◆ What you have to do
Set down only what runs from the line containing "hash lies within" through the last line of the data, exactly as it reads.

◆ Stored dataset items
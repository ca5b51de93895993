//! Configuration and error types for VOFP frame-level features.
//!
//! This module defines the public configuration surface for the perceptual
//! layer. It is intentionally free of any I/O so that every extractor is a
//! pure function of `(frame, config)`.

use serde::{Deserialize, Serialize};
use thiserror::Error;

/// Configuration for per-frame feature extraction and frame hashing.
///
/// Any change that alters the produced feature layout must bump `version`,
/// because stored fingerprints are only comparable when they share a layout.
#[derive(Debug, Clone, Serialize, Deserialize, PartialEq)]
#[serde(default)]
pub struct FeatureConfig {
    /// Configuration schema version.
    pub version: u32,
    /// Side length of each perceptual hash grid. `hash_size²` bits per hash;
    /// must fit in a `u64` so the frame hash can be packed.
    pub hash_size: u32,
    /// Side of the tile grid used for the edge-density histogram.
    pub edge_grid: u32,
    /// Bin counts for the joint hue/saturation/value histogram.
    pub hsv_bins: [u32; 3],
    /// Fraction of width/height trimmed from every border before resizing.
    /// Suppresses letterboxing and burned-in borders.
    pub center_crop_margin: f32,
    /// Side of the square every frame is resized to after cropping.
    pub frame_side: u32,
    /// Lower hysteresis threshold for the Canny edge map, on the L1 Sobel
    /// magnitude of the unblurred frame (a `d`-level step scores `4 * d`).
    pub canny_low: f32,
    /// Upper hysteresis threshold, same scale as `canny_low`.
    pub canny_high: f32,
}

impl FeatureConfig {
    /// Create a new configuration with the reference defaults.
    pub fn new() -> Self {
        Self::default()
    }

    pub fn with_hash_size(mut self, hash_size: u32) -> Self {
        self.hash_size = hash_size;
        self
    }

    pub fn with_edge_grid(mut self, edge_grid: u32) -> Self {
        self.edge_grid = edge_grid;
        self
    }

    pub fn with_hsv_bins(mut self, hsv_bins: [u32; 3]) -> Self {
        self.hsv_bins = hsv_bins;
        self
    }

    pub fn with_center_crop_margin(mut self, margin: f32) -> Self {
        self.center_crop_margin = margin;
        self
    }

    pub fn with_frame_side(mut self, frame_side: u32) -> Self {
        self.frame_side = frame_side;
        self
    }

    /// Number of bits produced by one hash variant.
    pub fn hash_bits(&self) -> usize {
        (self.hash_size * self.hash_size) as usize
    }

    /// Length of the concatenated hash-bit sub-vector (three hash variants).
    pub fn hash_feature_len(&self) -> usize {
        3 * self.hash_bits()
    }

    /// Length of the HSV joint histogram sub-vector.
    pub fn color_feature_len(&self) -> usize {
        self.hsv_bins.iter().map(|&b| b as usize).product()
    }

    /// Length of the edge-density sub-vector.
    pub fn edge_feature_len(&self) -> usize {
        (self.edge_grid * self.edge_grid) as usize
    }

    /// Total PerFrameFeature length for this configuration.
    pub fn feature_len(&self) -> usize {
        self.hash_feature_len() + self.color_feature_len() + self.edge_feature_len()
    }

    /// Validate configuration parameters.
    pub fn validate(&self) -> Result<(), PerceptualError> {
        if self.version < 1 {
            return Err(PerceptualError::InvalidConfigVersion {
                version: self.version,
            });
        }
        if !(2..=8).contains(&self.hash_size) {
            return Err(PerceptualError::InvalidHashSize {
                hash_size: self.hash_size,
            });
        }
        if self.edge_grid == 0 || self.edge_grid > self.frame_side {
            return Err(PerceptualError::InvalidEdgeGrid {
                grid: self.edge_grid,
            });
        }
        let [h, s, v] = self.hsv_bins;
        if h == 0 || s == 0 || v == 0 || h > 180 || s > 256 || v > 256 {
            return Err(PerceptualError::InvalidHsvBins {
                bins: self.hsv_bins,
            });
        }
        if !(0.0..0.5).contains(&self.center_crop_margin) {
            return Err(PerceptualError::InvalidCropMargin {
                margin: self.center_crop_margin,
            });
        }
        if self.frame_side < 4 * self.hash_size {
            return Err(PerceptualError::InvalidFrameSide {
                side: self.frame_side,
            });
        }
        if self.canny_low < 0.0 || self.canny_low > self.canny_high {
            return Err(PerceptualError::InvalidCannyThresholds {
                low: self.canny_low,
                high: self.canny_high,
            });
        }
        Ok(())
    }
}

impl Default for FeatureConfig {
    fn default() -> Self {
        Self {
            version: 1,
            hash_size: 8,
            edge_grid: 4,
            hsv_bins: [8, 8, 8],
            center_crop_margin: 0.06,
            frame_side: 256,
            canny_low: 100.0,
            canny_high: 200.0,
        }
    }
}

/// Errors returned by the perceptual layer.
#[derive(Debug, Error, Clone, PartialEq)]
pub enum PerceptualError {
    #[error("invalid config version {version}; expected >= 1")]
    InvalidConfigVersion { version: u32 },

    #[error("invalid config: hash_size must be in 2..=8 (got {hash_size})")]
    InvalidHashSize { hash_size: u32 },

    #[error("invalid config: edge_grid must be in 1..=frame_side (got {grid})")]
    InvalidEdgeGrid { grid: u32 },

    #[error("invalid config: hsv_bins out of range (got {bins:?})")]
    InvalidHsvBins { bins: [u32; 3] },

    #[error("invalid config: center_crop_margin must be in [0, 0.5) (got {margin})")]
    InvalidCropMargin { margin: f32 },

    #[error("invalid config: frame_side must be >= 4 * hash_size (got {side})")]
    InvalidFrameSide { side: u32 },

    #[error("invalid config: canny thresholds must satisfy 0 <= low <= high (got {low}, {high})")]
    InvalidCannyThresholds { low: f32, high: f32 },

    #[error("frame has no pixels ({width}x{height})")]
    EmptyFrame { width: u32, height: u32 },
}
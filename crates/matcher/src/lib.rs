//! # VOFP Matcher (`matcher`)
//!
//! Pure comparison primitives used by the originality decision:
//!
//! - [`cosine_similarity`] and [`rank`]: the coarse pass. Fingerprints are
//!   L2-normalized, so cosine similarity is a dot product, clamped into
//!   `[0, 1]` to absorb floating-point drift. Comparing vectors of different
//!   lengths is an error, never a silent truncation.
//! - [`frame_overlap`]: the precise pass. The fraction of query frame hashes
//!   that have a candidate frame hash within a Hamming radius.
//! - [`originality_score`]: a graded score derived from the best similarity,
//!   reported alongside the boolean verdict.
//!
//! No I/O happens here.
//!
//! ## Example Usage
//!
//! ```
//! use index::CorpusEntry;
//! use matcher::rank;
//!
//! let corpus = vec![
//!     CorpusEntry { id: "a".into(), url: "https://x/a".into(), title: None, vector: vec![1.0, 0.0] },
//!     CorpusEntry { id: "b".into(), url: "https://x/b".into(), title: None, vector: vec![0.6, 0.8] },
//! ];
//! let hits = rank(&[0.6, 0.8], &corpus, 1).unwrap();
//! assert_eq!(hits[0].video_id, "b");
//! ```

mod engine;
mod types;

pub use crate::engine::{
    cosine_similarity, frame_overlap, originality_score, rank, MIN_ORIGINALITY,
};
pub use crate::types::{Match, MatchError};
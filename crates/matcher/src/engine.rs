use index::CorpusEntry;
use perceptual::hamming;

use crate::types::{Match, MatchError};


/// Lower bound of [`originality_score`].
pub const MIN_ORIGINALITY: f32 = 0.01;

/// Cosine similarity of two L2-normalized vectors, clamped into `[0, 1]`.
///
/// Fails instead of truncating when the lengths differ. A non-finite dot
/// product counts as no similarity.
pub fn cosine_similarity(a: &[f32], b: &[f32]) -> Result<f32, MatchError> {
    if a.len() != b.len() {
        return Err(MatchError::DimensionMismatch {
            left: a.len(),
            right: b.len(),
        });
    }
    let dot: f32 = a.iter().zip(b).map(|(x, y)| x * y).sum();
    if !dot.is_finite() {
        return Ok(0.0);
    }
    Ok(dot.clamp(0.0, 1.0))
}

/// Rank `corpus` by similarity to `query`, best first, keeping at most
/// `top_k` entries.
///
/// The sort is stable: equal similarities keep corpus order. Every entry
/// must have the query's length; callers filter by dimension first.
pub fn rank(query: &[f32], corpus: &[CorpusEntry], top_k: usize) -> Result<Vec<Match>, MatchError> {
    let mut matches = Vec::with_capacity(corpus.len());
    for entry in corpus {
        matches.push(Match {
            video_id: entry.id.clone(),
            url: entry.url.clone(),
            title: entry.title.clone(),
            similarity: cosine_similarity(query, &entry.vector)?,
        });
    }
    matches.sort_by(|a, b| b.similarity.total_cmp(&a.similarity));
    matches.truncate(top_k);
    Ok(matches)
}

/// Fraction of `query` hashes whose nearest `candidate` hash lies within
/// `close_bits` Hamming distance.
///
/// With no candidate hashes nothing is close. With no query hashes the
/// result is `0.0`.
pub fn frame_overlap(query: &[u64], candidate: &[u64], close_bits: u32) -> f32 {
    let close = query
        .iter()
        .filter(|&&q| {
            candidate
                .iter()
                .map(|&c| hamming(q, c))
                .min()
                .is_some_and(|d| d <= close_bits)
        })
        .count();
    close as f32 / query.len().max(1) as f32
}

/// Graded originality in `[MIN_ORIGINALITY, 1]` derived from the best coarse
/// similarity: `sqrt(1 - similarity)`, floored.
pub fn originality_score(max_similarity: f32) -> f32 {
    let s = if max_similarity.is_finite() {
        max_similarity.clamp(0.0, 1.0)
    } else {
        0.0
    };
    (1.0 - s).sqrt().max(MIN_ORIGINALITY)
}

◆ Task answer
/// Fraction of `query` hashes whose nearest `candidate` hash lies within
/// `close_bits` Hamming distance.
///
/// With no candidate hashes nothing is close. With no query hashes the
/// result is `0.0`.
pub fn frame_overlap(query: &[u64], candidate: &[u64], close_bits: u32) -> f32 {
    let close = query
        .iter()
        .filter(|&&q| {
            candidate
                .iter()
                .map(|&c| hamming(q, c))
                .min()
                .is_some_and(|d| d <= close_bits)
        })
        .count();
    close as f32 / query.len().max(1) as f32
}

/// Graded originality in `[MIN_ORIGINALITY, 1]` derived from the best coarse
/// similarity: `sqrt(1 - similarity)`, floored.
pub fn originality_score(max_similarity: f32) -> f32 {
    let s = if max_similarity.is_finite() {
        max_similarity.clamp(0.0, 1.0)
    } else {
        0.0
    };
    (1.0 - s).sqrt().max(MIN_ORIGINALITY)
}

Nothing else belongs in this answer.